BIDIKNEWS-INDONESIA // Kabar Daerah Kabupaten Bungo – Jambi – Kekecewaan masyarakat Kabupaten Bungo terhadap kepemimpinan Bupati H. Dedi Putra, SH., M.Kn., kini berada di titik nadir.
Janji manis politik yang sempat melambungkan harapan warga saat masa kampanye, kini berubah menjadi pil pahit yang harus ditelan.
Suara lantang mengenai “Zero PETI dalam 100 hari kerja” terbukti hanya menjadi fatamorgana di tengah deru mesin ratusan ekskavator yang kian beringas menjarah hutan rimba Bungo.

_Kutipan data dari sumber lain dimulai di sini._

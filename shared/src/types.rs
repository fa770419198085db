//! Common types used across the platform

/// Anything that carries an on-hand quantity and a reorder threshold
pub trait StockLevel {
    fn stock(&self) -> i32;

    fn min_stock(&self) -> i32;

    /// Stock strictly below the configured minimum
    fn is_low_stock(&self) -> bool {
        self.stock() < self.min_stock()
    }
}

/// Default number of kardex entries returned by the general listing
pub const DEFAULT_KARDEX_LIMIT: i64 = 100;

/// Default number of kardex entries returned for a single material or product
pub const DEFAULT_ITEM_KARDEX_LIMIT: i64 = 50;

/// Upper bound for any kardex listing
pub const MAX_KARDEX_LIMIT: i64 = 1000;
//! HTTP handlers for inventory alerts

use axum::{extract::State, Json};
use shared::{Material, Product};

use crate::error::AppResult;
use crate::services::InventoryService;
use crate::AppState;

/// Materials below their minimum stock
pub async fn material_alerts(State(state): State<AppState>) -> AppResult<Json<Vec<Material>>> {
    let service = InventoryService::new(state.store);
    Ok(Json(service.material_alerts().await?))
}

/// Products below their minimum stock
pub async fn product_alerts(State(state): State<AppState>) -> AppResult<Json<Vec<Product>>> {
    let service = InventoryService::new(state.store);
    Ok(Json(service.product_alerts().await?))
}
//! Health check handlers

use axum::{extract::State, Json};
use serde::Serialize;

use crate::AppState;

#[derive(Serialize)]
pub struct HealthResponse {
    pub status: String,
    pub version: String,
    pub database: String,
}

/// Health check endpoint handler
pub async fn health_check(State(state): State<AppState>) -> Json<HealthResponse> {
    let db_status = match state.store.ping().await {
        Ok(()) => "connected".to_string(),
        Err(e) => {
            tracing::warn!("Store ping failed: {}", e);
            "disconnected".to_string()
        }
    };

    Json(HealthResponse {
        status: "healthy".to_string(),
        version: env!("CARGO_PKG_VERSION").to_string(),
        database: db_status,
    })
}
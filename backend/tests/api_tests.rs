//! Catalogue API tests: materials, products, suppliers and alerts

mod common;

use axum::http::{Method, StatusCode};
use common::{code, id, TestApp};
use serde_json::{json, Value};
use uuid::Uuid;

fn names(body: &Value) -> Vec<String> {
    body.as_array()
        .unwrap()
        .iter()
        .map(|v| v["name"].as_str().unwrap().to_string())
        .collect()
}

// ============================================================================
// Materials and products
// ============================================================================

#[tokio::test]
async fn test_material_crud() {
    let app = TestApp::new();
    let token = app.user("ana").await;

    let created = app.material(&token, "Tempered glass", 0, 4).await;
    assert_eq!(created["type"], "glass");
    assert_eq!(created["color"], "clear");
    app.material(&token, "Aluminium profile", 10, 2).await;

    let (status, body) = app.get("/api/v1/materials", &token).await;
    assert_eq!(status, StatusCode::OK);
    assert_eq!(names(&body), vec!["Aluminium profile", "Tempered glass"]);

    let (status, body) = app.get(&format!("/api/v1/materials/{}", id(&created)), &token).await;
    assert_eq!(status, StatusCode::OK);
    assert_eq!(body, created);

    let (status, body) = app
        .put(
            &format!("/api/v1/materials/{}", id(&created)),
            &token,
            json!({ "name": "Tempered glass 8mm", "color": "bronze" }),
        )
        .await;
    assert_eq!(status, StatusCode::OK);
    assert_eq!(body["name"], "Tempered glass 8mm");
    assert_eq!(body["color"], "bronze");
    assert_eq!(body["min_stock"], 4);

    let (status, body) = app.get(&format!("/api/v1/materials/{}", Uuid::new_v4()), &token).await;
    assert_eq!(status, StatusCode::NOT_FOUND);
    assert_eq!(code(&body), "NOT_FOUND");
}

#[tokio::test]
async fn test_material_validation() {
    let app = TestApp::new();
    let token = app.user("ana").await;

    let (status, body) = app
        .post("/api/v1/materials", &token, json!({ "name": "", "type": "glass" }))
        .await;
    assert_eq!(status, StatusCode::BAD_REQUEST);
    assert_eq!(code(&body), "VALIDATION_ERROR");
    assert_eq!(body["error"]["field"], "name");

    let (status, body) = app
        .post("/api/v1/materials", &token, json!({ "name": "Glass", "type": "glass", "stock": -1 }))
        .await;
    assert_eq!(status, StatusCode::BAD_REQUEST);
    assert_eq!(body["error"]["field"], "stock");
}

#[tokio::test]
async fn test_product_crud() {
    let app = TestApp::new();
    let token = app.user("ana").await;

    let created = app.product(&token, "Shower screen", 3, 1).await;
    assert_eq!(created["sale_price"], "120.50");
    assert_eq!(created["type"], "window");

    let (status, body) = app.get("/api/v1/products", &token).await;
    assert_eq!(status, StatusCode::OK);
    assert_eq!(names(&body), vec!["Shower screen"]);

    let (status, body) = app
        .put(&format!("/api/v1/products/{}", id(&created)), &token, json!({ "min_stock": 5 }))
        .await;
    assert_eq!(status, StatusCode::OK);
    assert_eq!(body["min_stock"], 5);
    assert_eq!(body["stock"], 3);
}

// ============================================================================
// Suppliers
// ============================================================================

#[tokio::test]
async fn test_supplier_crud() {
    let app = TestApp::new();
    let token = app.user("ana").await;
    let glass = id(&app.material(&token, "Glass", 0, 0).await);
    let frame = id(&app.material(&token, "Frame", 0, 0).await);

    let created = app.supplier(&token, "Cristalería Andina", &glass).await;
    assert_eq!(created["material_name"], "Glass");
    let supplier_id = id(&created);

    let (status, body) = app.get(&format!("/api/v1/suppliers/{}", supplier_id), &token).await;
    assert_eq!(status, StatusCode::OK);
    assert_eq!(body["contact_person"], "Lucía");

    let (status, body) = app
        .put(
            &format!("/api/v1/suppliers/{}", supplier_id),
            &token,
            json!({ "material_id": frame, "email": "pedidos@andina.example" }),
        )
        .await;
    assert_eq!(status, StatusCode::OK, "{}", body);
    assert_eq!(body["material_name"], "Frame");
    assert_eq!(body["email"], "pedidos@andina.example");

    let (_, body) = app.get(&format!("/api/v1/materials/{}/suppliers", frame), &token).await;
    assert_eq!(names(&body), vec!["Cristalería Andina"]);
    let (_, body) = app.get(&format!("/api/v1/suppliers/by-material/{}", glass), &token).await;
    assert!(body.as_array().unwrap().is_empty());

    let (status, body) = app
        .request(
            Method::DELETE,
            &format!("/api/v1/suppliers/{}", supplier_id),
            Some(&token),
            None,
        )
        .await;
    assert_eq!(status, StatusCode::OK);
    assert!(body["message"].is_string());

    let (status, _) = app.get(&format!("/api/v1/suppliers/{}", supplier_id), &token).await;
    assert_eq!(status, StatusCode::NOT_FOUND);
}

#[tokio::test]
async fn test_supplier_rules() {
    let app = TestApp::new();
    let token = app.user("ana").await;
    let glass = id(&app.material(&token, "Glass", 0, 0).await);

    app.supplier(&token, "Vidrios Norte", &glass).await;
    let second = app.supplier(&token, "Vidrios Sur", &glass).await;

    let (status, body) = app
        .post("/api/v1/suppliers", &token, json!({ "name": "Vidrios Norte", "material_id": glass }))
        .await;
    assert_eq!(status, StatusCode::CONFLICT);
    assert_eq!(code(&body), "DUPLICATE_NAME");

    let (status, body) = app
        .put(&format!("/api/v1/suppliers/{}", id(&second)), &token, json!({ "name": "Vidrios Norte" }))
        .await;
    assert_eq!(status, StatusCode::CONFLICT);
    assert_eq!(code(&body), "DUPLICATE_NAME");

    let (status, _) = app
        .post("/api/v1/suppliers", &token, json!({ "name": "Nuevo", "material_id": Uuid::new_v4() }))
        .await;
    assert_eq!(status, StatusCode::NOT_FOUND);

    let (status, body) = app
        .post(
            "/api/v1/suppliers",
            &token,
            json!({ "name": "Nuevo", "email": "not-an-email", "material_id": glass }),
        )
        .await;
    assert_eq!(status, StatusCode::BAD_REQUEST);
    assert_eq!(body["error"]["field"], "email");

    let (status, _) = app
        .get(&format!("/api/v1/suppliers/by-material/{}", Uuid::new_v4()), &token)
        .await;
    assert_eq!(status, StatusCode::NOT_FOUND);

    let (_, body) = app.get("/api/v1/suppliers", &token).await;
    assert_eq!(names(&body), vec!["Vidrios Norte", "Vidrios Sur"]);
}

// ============================================================================
// Inventory alerts
// ============================================================================

#[tokio::test]
async fn test_low_stock_alerts() {
    let app = TestApp::new();
    let token = app.user("ana").await;

    let low = id(&app.material(&token, "Low glass", 1, 5).await);
    app.material(&token, "Exact glass", 5, 5).await;
    app.product(&token, "Low door", 0, 1).await;
    app.product(&token, "Stocked door", 9, 1).await;

    let (status, body) = app.get("/api/v1/inventory/alerts/materials", &token).await;
    assert_eq!(status, StatusCode::OK);
    assert_eq!(names(&body), vec!["Low glass"]);

    let (_, body) = app.get("/api/v1/inventory/alerts/products", &token).await;
    assert_eq!(names(&body), vec!["Low door"]);

    // Receiving stock clears the alert
    app.post(&format!("/api/v1/materials/{}/add?quantity=4", low), &token, json!({}))
        .await;
    let (_, body) = app.get("/api/v1/inventory/alerts/materials", &token).await;
    assert!(body.as_array().unwrap().is_empty());
}

// ============================================================================
// Malformed requests
// ============================================================================

#[tokio::test]
async fn test_unreadable_requests_use_error_shape() {
    let app = TestApp::new();
    let token = app.user("ana").await;
    let material_id = id(&app.material(&token, "Glass", 3, 0).await);

    let (status, body) = app
        .raw(Method::POST, "/api/v1/materials", &token, r#"{"name": "Glass""#)
        .await;
    assert_eq!(status, StatusCode::BAD_REQUEST, "{}", body);
    assert_eq!(code(&body), "VALIDATION_ERROR");
    assert_eq!(body["error"]["field"], "body");

    // Well-formed JSON that misses a required field
    let (status, body) = app
        .post("/api/v1/materials", &token, json!({ "name": "Glass" }))
        .await;
    assert_eq!(status, StatusCode::BAD_REQUEST, "{}", body);
    assert_eq!(body["error"]["field"], "body");

    let (status, body) = app
        .post(&format!("/api/v1/materials/{}/add?quantity=abc", material_id), &token, json!({}))
        .await;
    assert_eq!(status, StatusCode::BAD_REQUEST, "{}", body);
    assert_eq!(code(&body), "VALIDATION_ERROR");
    assert_eq!(body["error"]["field"], "query");

    let (status, body) = app.get("/api/v1/materials/not-a-uuid", &token).await;
    assert_eq!(status, StatusCode::BAD_REQUEST, "{}", body);
    assert_eq!(code(&body), "VALIDATION_ERROR");
    assert_eq!(body["error"]["field"], "path");

    let (_, material) = app.get(&format!("/api/v1/materials/{}", material_id), &token).await;
    assert_eq!(material["stock"], 3);
}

Bupati Bungo; Di Mana Suara Tegasmu?
Hingga saat ini, publik menyaksikan pemandangan yang ironis. Di saat hutan lindung Sungai Telang, Limbur Lubuk Mengkuang, hingga wilayah Pelepat dikepung lebih dari 300 unit alat berat, sang pemegang kekuasaan tertinggi di daerah justru memilih “puasa bicara”. Tak ada genderang perang yang ditabuh, tak ada instruksi tegas yang dikeluarkan!!
Kapolres Bungo bukanlah superhero yang bisa bekerja sendirian tanpa dukungan politik dan komitmen moral dari Kepala Daerah.

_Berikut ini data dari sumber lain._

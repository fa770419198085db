//! Purchase order models and their state machine

use chrono::{DateTime, Utc};
use serde::{Deserialize, Serialize};
use std::{fmt, str::FromStr};
use thiserror::Error;
use uuid::Uuid;
use validator::Validate;

/// Purchase order status. The only transition is pending -> completed.
#[derive(Debug, Clone, Copy, PartialEq, Eq, Serialize, Deserialize)]
#[serde(rename_all = "lowercase")]
pub enum PurchaseStatus {
    Pending,
    Completed,
}

impl PurchaseStatus {
    pub fn as_str(&self) -> &'static str {
        match self {
            PurchaseStatus::Pending => "pending",
            PurchaseStatus::Completed => "completed",
        }
    }
}

impl fmt::Display for PurchaseStatus {
    fn fmt(&self, f: &mut fmt::Formatter<'_>) -> fmt::Result {
        f.write_str(self.as_str())
    }
}

impl FromStr for PurchaseStatus {
    type Err = String;

    fn from_str(s: &str) -> Result<Self, Self::Err> {
        match s {
            "pending" => Ok(PurchaseStatus::Pending),
            "completed" => Ok(PurchaseStatus::Completed),
            other => Err(format!("unknown purchase order status '{}'", other)),
        }
    }
}

#[derive(Debug, Clone, PartialEq, Eq, Error)]
pub enum OrderError {
    #[error("Purchase order {0} is already completed")]
    AlreadyCompleted(Uuid),
}

/// A request to replenish a material from one of its suppliers
#[derive(Debug, Clone, PartialEq, Serialize, Deserialize)]
pub struct PurchaseOrder {
    pub id: Uuid,
    pub created_at: DateTime<Utc>,
    pub quantity: i32,
    pub status: PurchaseStatus,
    pub supplier_id: Uuid,
    pub material_id: Uuid,
    pub user_id: Uuid,
}

impl PurchaseOrder {
    pub fn is_owned_by(&self, user_id: Uuid) -> bool {
        self.user_id == user_id
    }

    /// Move the order to `completed`. Fails rather than no-ops when the
    /// order was already completed.
    pub fn mark_completed(&mut self) -> Result<(), OrderError> {
        match self.status {
            PurchaseStatus::Pending => {
                self.status = PurchaseStatus::Completed;
                Ok(())
            }
            PurchaseStatus::Completed => Err(OrderError::AlreadyCompleted(self.id)),
        }
    }

    /// Kardex note recorded when the order is received
    pub fn completion_note(&self) -> String {
        format!("Purchase order #{} completed", self.id)
    }
}

/// Purchase order with its supplier's name
#[derive(Debug, Clone, Serialize)]
pub struct PurchaseOrderView {
    #[serde(flatten)]
    pub order: PurchaseOrder,
    pub supplier_name: Option<String>,
}

/// Input for creating a purchase order
#[derive(Debug, Clone, Deserialize, Validate)]
pub struct NewPurchaseOrder {
    pub supplier_id: Uuid,
    pub material_id: Uuid,
    #[validate(range(min = 1))]
    pub quantity: i32,
}

#[cfg(test)]
mod tests {
    use super::*;

    fn order() -> PurchaseOrder {
        PurchaseOrder {
            id: Uuid::new_v4(),
            created_at: Utc::now(),
            quantity: 10,
            status: PurchaseStatus::Pending,
            supplier_id: Uuid::new_v4(),
            material_id: Uuid::new_v4(),
            user_id: Uuid::new_v4(),
        }
    }

    #[test]
    fn test_complete_once() {
        let mut order = order();
        assert!(order.mark_completed().is_ok());
        assert_eq!(order.status, PurchaseStatus::Completed);
        assert_eq!(order.mark_completed(), Err(OrderError::AlreadyCompleted(order.id)));
        assert_eq!(order.status, PurchaseStatus::Completed);
    }

    #[test]
    fn test_completion_note_names_order() {
        let order = order();
        assert!(order.completion_note().contains(&order.id.to_string()));
    }

    #[test]
    fn test_quantity_must_be_positive() {
        let input = NewPurchaseOrder {
            supplier_id: Uuid::new_v4(),
            material_id: Uuid::new_v4(),
            quantity: 0,
        };
        assert!(input.validate().is_err());
    }
}
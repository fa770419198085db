//! Raw material models

use serde::{Deserialize, Serialize};
use uuid::Uuid;
use validator::Validate;

use crate::types::StockLevel;

/// A raw material kept in stock (glass, metal, ...)
#[derive(Debug, Clone, PartialEq, Eq, Serialize, Deserialize)]
pub struct Material {
    pub id: Uuid,
    pub name: String,
    #[serde(rename = "type")]
    pub material_type: String,
    pub color: Option<String>,
    pub stock: i32,
    pub min_stock: i32,
}

impl StockLevel for Material {
    fn stock(&self) -> i32 {
        self.stock
    }

    fn min_stock(&self) -> i32 {
        self.min_stock
    }
}

/// Input for creating a material
#[derive(Debug, Clone, Deserialize, Validate)]
pub struct NewMaterial {
    #[validate(length(min = 1, max = 100))]
    pub name: String,
    #[serde(rename = "type")]
    #[validate(length(min = 1, max = 50))]
    pub material_type: String,
    #[validate(length(max = 50))]
    pub color: Option<String>,
    #[serde(default)]
    #[validate(range(min = 0))]
    pub stock: i32,
    #[serde(default)]
    #[validate(range(min = 0))]
    pub min_stock: i32,
}

/// Partial update of a material; absent fields are left untouched
#[derive(Debug, Clone, Default, Deserialize, Validate)]
pub struct MaterialUpdate {
    #[validate(length(min = 1, max = 100))]
    pub name: Option<String>,
    #[serde(rename = "type")]
    #[validate(length(min = 1, max = 50))]
    pub material_type: Option<String>,
    #[validate(length(max = 50))]
    pub color: Option<String>,
    #[validate(range(min = 0))]
    pub stock: Option<i32>,
    #[validate(range(min = 0))]
    pub min_stock: Option<i32>,
}

impl MaterialUpdate {
    /// Apply every descriptive field that is set. Stock is not touched here:
    /// it goes through the stock planner so the change lands in the kardex.
    pub fn apply_fields(&self, material: &mut Material) {
        if let Some(name) = &self.name {
            material.name = name.clone();
        }
        if let Some(material_type) = &self.material_type {
            material.material_type = material_type.clone();
        }
        if let Some(color) = &self.color {
            material.color = Some(color.clone());
        }
        if let Some(min_stock) = self.min_stock {
            material.min_stock = min_stock;
        }
    }
}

Bupati adalah pemegang mandat utama atas kesejahteraan, keselamatan, dan keasrian alam Kabupaten Bungo.
Diamnya Bupati saat ini memicu pertanyaan besar di tengah masyarakat, Apakah ada pembiaran sistematis, ataukah kepemimpinan daerah memang telah lumpuh di hadapan para mafia tambang?

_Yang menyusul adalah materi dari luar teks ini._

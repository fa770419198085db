//! Supplier management service

use shared::{NewSupplier, SupplierUpdate, SupplierView};
use uuid::Uuid;
use validator::Validate;

use crate::error::{AppError, AppResult};
use crate::store::DynStore;

/// Supplier service
#[derive(Clone)]
pub struct SupplierService {
    store: DynStore,
}

impl SupplierService {
    pub fn new(store: DynStore) -> Self {
        Self { store }
    }

    pub async fn list(&self) -> AppResult<Vec<SupplierView>> {
        self.store.list_suppliers().await
    }

    pub async fn get(&self, id: Uuid) -> AppResult<SupplierView> {
        self.store
            .get_supplier(id)
            .await?
            .ok_or_else(|| AppError::NotFound("Supplier".to_string()))
    }

    /// Suppliers of a material. An existing material without suppliers
    /// yields an empty list.
    pub async fn list_by_material(&self, material_id: Uuid) -> AppResult<Vec<SupplierView>> {
        self.ensure_material(material_id).await?;
        self.store.list_suppliers_by_material(material_id).await
    }

    pub async fn create(&self, input: NewSupplier) -> AppResult<SupplierView> {
        input.validate()?;

        if self.store.supplier_name_taken(&input.name, None).await? {
            return Err(AppError::DuplicateName(input.name));
        }
        self.ensure_material(input.material_id).await?;

        let supplier = self.store.insert_supplier(&input).await?;
        tracing::info!(
            supplier_id = %supplier.supplier.id,
            material_id = %supplier.supplier.material_id,
            "Supplier created"
        );

        Ok(supplier)
    }

    pub async fn update(&self, id: Uuid, update: SupplierUpdate) -> AppResult<SupplierView> {
        update.validate()?;
        let current = self.get(id).await?;

        if let Some(name) = &update.name {
            if self.store.supplier_name_taken(name, Some(id)).await? {
                return Err(AppError::DuplicateName(name.clone()));
            }
        }
        if let Some(material_id) = update.material_id {
            self.ensure_material(material_id).await?;

            // Existing orders pin the supplier to the material they were placed for
            if material_id != current.supplier.material_id && self.store.supplier_has_orders(id).await? {
                return Err(AppError::Conflict {
                    resource: "supplier".to_string(),
                    message: "Supplier has purchase orders and cannot change material".to_string(),
                });
            }
        }

        self.store
            .update_supplier(id, &update)
            .await?
            .ok_or_else(|| AppError::NotFound("Supplier".to_string()))
    }

    /// Delete a supplier that no purchase order refers to
    pub async fn delete(&self, id: Uuid) -> AppResult<()> {
        self.get(id).await?;

        if self.store.supplier_has_orders(id).await? {
            return Err(AppError::Conflict {
                resource: "supplier".to_string(),
                message: "Supplier has purchase orders and cannot be deleted".to_string(),
            });
        }

        if !self.store.delete_supplier(id).await? {
            return Err(AppError::NotFound("Supplier".to_string()));
        }
        tracing::info!(supplier_id = %id, "Supplier deleted");

        Ok(())
    }

    async fn ensure_material(&self, material_id: Uuid) -> AppResult<()> {
        match self.store.get_material(material_id).await? {
            Some(_) => Ok(()),
            None => Err(AppError::NotFound("Material".to_string())),
        }
    }
}
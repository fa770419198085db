//! HTTP handlers for product endpoints

use axum::{extract::State, Json};
use shared::{NewProduct, Product, ProductUpdate};
use uuid::Uuid;

use super::QuantityQuery;
use crate::error::AppResult;
use crate::extract::{ApiJson, ApiPath, ApiQuery};
use crate::middleware::CurrentUser;
use crate::services::{ProductService, StockService};
use crate::AppState;

pub async fn list_products(State(state): State<AppState>) -> AppResult<Json<Vec<Product>>> {
    let service = ProductService::new(state.store);
    Ok(Json(service.list().await?))
}

pub async fn get_product(State(state): State<AppState>, ApiPath(id): ApiPath<Uuid>) -> AppResult<Json<Product>> {
    let service = ProductService::new(state.store);
    Ok(Json(service.get(id).await?))
}

pub async fn create_product(
    State(state): State<AppState>,
    ApiJson(input): ApiJson<NewProduct>,
) -> AppResult<Json<Product>> {
    let service = ProductService::new(state.store);
    Ok(Json(service.create(input).await?))
}

pub async fn update_product(
    State(state): State<AppState>,
    current_user: CurrentUser,
    ApiPath(id): ApiPath<Uuid>,
    ApiJson(update): ApiJson<ProductUpdate>,
) -> AppResult<Json<Product>> {
    let service = ProductService::new(state.store);
    let product = service.update(id, update, current_user.0.user_id).await?;
    Ok(Json(product))
}

pub async fn add_product_stock(
    State(state): State<AppState>,
    current_user: CurrentUser,
    ApiPath(id): ApiPath<Uuid>,
    ApiQuery(query): ApiQuery<QuantityQuery>,
) -> AppResult<Json<Product>> {
    let service = StockService::new(state.store);
    let product = service
        .add_product(id, query.quantity, current_user.0.user_id)
        .await?;
    Ok(Json(product))
}

pub async fn remove_product_stock(
    State(state): State<AppState>,
    current_user: CurrentUser,
    ApiPath(id): ApiPath<Uuid>,
    ApiQuery(query): ApiQuery<QuantityQuery>,
) -> AppResult<Json<Product>> {
    let service = StockService::new(state.store);
    let product = service
        .remove_product(id, query.quantity, current_user.0.user_id)
        .await?;
    Ok(Json(product))
}
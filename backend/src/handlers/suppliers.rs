//! HTTP handlers for supplier endpoints

use axum::{extract::State, http::StatusCode, Json};
use serde::Serialize;
use shared::{NewSupplier, SupplierUpdate, SupplierView};
use uuid::Uuid;

use crate::error::AppResult;
use crate::extract::{ApiJson, ApiPath};
use crate::services::SupplierService;
use crate::AppState;

#[derive(Serialize)]
pub struct DeleteResponse {
    pub message: String,
}

/// List all suppliers
pub async fn list_suppliers(State(state): State<AppState>) -> AppResult<Json<Vec<SupplierView>>> {
    let service = SupplierService::new(state.store);
    Ok(Json(service.list().await?))
}

/// Get a supplier by id
pub async fn get_supplier(
    State(state): State<AppState>,
    ApiPath(id): ApiPath<Uuid>,
) -> AppResult<Json<SupplierView>> {
    let service = SupplierService::new(state.store);
    Ok(Json(service.get(id).await?))
}

/// Suppliers of a material
pub async fn suppliers_by_material(
    State(state): State<AppState>,
    ApiPath(material_id): ApiPath<Uuid>,
) -> AppResult<Json<Vec<SupplierView>>> {
    let service = SupplierService::new(state.store);
    Ok(Json(service.list_by_material(material_id).await?))
}

/// Create a supplier
pub async fn create_supplier(
    State(state): State<AppState>,
    ApiJson(input): ApiJson<NewSupplier>,
) -> AppResult<(StatusCode, Json<SupplierView>)> {
    let service = SupplierService::new(state.store);
    let supplier = service.create(input).await?;
    Ok((StatusCode::CREATED, Json(supplier)))
}

/// Update a supplier
pub async fn update_supplier(
    State(state): State<AppState>,
    ApiPath(id): ApiPath<Uuid>,
    ApiJson(update): ApiJson<SupplierUpdate>,
) -> AppResult<Json<SupplierView>> {
    let service = SupplierService::new(state.store);
    Ok(Json(service.update(id, update).await?))
}

/// Delete a supplier
pub async fn delete_supplier(
    State(state): State<AppState>,
    ApiPath(id): ApiPath<Uuid>,
) -> AppResult<Json<DeleteResponse>> {
    let service = SupplierService::new(state.store);
    service.delete(id).await?;
    Ok(Json(DeleteResponse {
        message: "Supplier deleted".to_string(),
    }))
}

Ketidakmampuan Bupati kian tampak jelas saat aktivitas PETI menggunakan alat berat justru tumbuh subur di kampung halamannya sendiri, Dusun Sungai Arang.
Jika di tanah kelahirannya saja Bupati tak mampu (atau tak mau) melakukan penertiban, lantas bagaimana rakyat bisa berharap perlindungan di wilayah lain?
Publik mulai mencium aroma “tebang pilih”. Rakyat kecil yang mencari sesuap nasi sering kali menjadi sasaran penertiban, namun para pemilik modal dengan ratusan ekskavator di Sungai Telang seolah memiliki “kekebalan hukum” di bawah bayang-bayang ketidaktegasan Pemerintah Daerah.
Bungo Baru atau Bungo Hancur?
Slogan “Bungo Baru” yang diusung kini dipertanyakan maknanya. Apakah “Baru” yang dimaksud adalah hilangnya hutan desa pertama di Indonesia? Ataukah “Baru” berarti normalisasi terhadap sungai-sungai yang berubah menjadi limbah beracun?
Kami, masyarakat Bungo, mendesak:
• Bukti Nyata, Bukan Narasi: Berhenti memberikan janji membual. Rakyat butuh tindakan nyata di lapangan, bukan sekadar rapat koordinasi di atas meja yang tak membuahkan hasil.
• Genderang Perang Total: Bupati harus memimpin langsung gerakan pembersihan alat berat dari seluruh wilayah Bungo tanpa pandang bulu.
• Pertanggungjawaban Moral: Jika dalam waktu dekat tidak ada langkah konkret, maka sah bagi rakyat untuk menilai bahwa Pemerintah Kabupaten Bungo di bawah H. Dedi Putra telah gagal total dalam menjaga kedaulatan lingkungan hidup.
Negeri “Langkah Serentak Limbai Seayun” tidak butuh pemimpin yang hanya pandai beretorika saat butuh suara, namun bungkam saat alamnya dijarah.
Pak Bupati, tunjukkan nyali Anda atau biarkan sejarah mencatat Anda sebagai pemimpin yang membiarkan kehancuran tanah leluhurnya sendiri.